(SUPPLIED MATERIAL Opens)

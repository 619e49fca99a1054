//! BTC signal bot server
//!
//! Serves the liveness, health and metrics endpoints and evaluates the
//! signal on a fixed interval until interrupted.

use btcsignal::config::{get_environment, Config};
use btcsignal::core::http::{start_server, AppState};
use btcsignal::core::runtime::SignalRuntime;
use btcsignal::core::scheduler::Scheduler;
use btcsignal::logging::init_logging;
use btcsignal::metrics::Metrics;
use std::sync::Arc;
use tokio::signal;
use tracing::{error, info};

#[tokio::main]
async fn main() -> Result<(), Box<dyn std::error::Error>> {
    dotenvy::dotenv().ok();
    init_logging();

    let config = Config::from_env()?;
    info!(
        environment = %get_environment(),
        port = config.port,
        interval_seconds = config.interval_seconds,
        currency = %config.market.currency_code(),
        "Starting BTC signal bot"
    );

    let metrics = Arc::new(Metrics::new()?);
    let state = AppState::new(metrics.clone());
    let runtime = Arc::new(SignalRuntime::from_config(
        &config,
        metrics,
        state.health.clone(),
    )?);
    let scheduler = Scheduler::new(config.interval_seconds)?;

    let port = config.port;
    let server_handle = tokio::spawn(async move {
        if let Err(e) = start_server(port, state).await {
            error!(error = %e, "HTTP server error");
        }
    });

    let scheduler_handle = tokio::spawn(async move {
        scheduler.run(runtime).await;
    });

    tokio::select! {
        _ = signal::ctrl_c() => {
            info!("Shutting down");
        }
        _ = server_handle => {
            error!("HTTP server stopped");
        }
        _ = scheduler_handle => {
            error!("Scheduler stopped");
        }
    }

    Ok(())
}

(SUPPLIED MATERIAL Closes)

■ **TASK BRIEF**
The full set of entries above should be given again exactly.

■ **TASK OUTPUT**
repository 619e49fca99a1054
//! BTC signal bot server
//!
//! Serves the liveness, health and metrics endpoints and evaluates the
//! signal on a fixed interval until interrupted.

use btcsignal::config::{get_environment, Config};
use btcsignal::core::http::{start_server, AppState};
use btcsignal::core::runtime::SignalRuntime;
use btcsignal::core::scheduler::Scheduler;
use btcsignal::logging::init_logging;
use btcsignal::metrics::Metrics;
use std::sync::Arc;
use tokio::signal;
use tracing::{error, info};

#[tokio::main]
async fn main() -> Result<(), Box<dyn std::error::Error>> {
    dotenvy::dotenv().ok();
    init_logging();

    let config = Config::from_env()?;
    info!(
        environment = %get_environment(),
        port = config.port,
        interval_seconds = config.interval_seconds,
        currency = %config.market.currency_code(),
        "Starting BTC signal bot"
    );

    let metrics = Arc::new(Metrics::new()?);
    let state = AppState::new(metrics.clone());
    let runtime = Arc::new(SignalRuntime::from_config(
        &config,
        metrics,
        state.health.clone(),
    )?);
    let scheduler = Scheduler::new(config.interval_seconds)?;

    let port = config.port;
    let server_handle = tokio::spawn(async move {
        if let Err(e) = start_server(port, state).await {
            error!(error = %e, "HTTP server error");
        }
    });

    let scheduler_handle = tokio::spawn(async move {
        scheduler.run(runtime).await;
    });

    tokio::select! {
        _ = signal::ctrl_c() => {
            info!("Shutting down");
        }
        _ = server_handle => {
            error!("HTTP server stopped");
        }
        _ = scheduler_handle => {
            error!("Scheduler stopped");
        }
    }

    Ok(())
}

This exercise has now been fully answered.